DATA EXCERPTS:
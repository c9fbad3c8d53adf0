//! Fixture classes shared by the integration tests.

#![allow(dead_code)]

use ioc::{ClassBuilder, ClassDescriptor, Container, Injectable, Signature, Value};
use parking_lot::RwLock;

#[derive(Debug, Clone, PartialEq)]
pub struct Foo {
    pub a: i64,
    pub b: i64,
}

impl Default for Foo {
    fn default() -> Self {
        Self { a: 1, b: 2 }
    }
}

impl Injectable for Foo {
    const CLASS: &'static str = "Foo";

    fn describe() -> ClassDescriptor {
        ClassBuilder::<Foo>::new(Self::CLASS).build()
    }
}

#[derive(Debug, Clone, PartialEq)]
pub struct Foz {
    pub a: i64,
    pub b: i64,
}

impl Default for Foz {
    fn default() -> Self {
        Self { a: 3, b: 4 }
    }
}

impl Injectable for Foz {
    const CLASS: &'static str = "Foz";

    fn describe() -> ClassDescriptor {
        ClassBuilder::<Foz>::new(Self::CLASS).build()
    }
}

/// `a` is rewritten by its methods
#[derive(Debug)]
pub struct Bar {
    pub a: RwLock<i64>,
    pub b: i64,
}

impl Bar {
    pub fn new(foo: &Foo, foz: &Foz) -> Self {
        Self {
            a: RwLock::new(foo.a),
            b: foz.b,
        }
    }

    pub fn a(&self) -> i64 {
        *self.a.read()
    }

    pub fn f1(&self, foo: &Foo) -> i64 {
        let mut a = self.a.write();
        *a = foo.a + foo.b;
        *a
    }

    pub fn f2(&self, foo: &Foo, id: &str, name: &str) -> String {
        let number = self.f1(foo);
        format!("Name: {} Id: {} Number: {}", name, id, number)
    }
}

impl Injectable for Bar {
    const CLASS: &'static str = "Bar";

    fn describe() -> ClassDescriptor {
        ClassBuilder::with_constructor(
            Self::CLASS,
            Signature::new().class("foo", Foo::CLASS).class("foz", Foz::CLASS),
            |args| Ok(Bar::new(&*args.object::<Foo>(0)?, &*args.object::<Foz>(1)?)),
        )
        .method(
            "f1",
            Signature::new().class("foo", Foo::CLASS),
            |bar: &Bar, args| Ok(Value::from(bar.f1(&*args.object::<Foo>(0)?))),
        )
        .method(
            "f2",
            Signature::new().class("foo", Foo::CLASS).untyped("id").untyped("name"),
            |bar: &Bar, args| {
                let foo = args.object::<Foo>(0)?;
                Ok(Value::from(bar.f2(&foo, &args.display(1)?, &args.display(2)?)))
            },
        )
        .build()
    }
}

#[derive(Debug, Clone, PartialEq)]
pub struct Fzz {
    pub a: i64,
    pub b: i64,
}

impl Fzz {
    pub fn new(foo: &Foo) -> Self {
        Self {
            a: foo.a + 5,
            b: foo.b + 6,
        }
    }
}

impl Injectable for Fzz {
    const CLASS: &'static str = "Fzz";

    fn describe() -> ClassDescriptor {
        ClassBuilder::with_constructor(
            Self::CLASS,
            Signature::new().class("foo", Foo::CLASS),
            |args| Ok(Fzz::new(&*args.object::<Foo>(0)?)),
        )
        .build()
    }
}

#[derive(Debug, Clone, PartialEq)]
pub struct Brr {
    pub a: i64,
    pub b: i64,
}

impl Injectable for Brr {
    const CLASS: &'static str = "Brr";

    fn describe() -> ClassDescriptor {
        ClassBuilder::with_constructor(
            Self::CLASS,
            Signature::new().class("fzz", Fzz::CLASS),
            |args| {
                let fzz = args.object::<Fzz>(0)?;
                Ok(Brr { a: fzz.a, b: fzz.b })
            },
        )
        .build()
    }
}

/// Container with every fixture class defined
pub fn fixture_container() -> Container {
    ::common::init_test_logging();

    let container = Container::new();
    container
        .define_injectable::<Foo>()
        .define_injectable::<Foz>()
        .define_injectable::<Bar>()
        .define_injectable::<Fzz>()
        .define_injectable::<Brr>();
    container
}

WHAT IS BEING ASKED: Among the lines above, repeat exactly those from the line with "pub fn new(foo: &Foo, foz: &Foz)" to the line with "pub fn f1(&self, foo: &Foo)", counting both ends.

OUTPUT FOR THIS TASK:
    pub fn new(foo: &Foo, foz: &Foz) -> Self {
        Self {
            a: RwLock::new(foo.a),
            b: foz.b,
        }
    }

    pub fn a(&self) -> i64 {
        *self.a.read()
    }

    pub fn f1(&self, foo: &Foo) -> i64 {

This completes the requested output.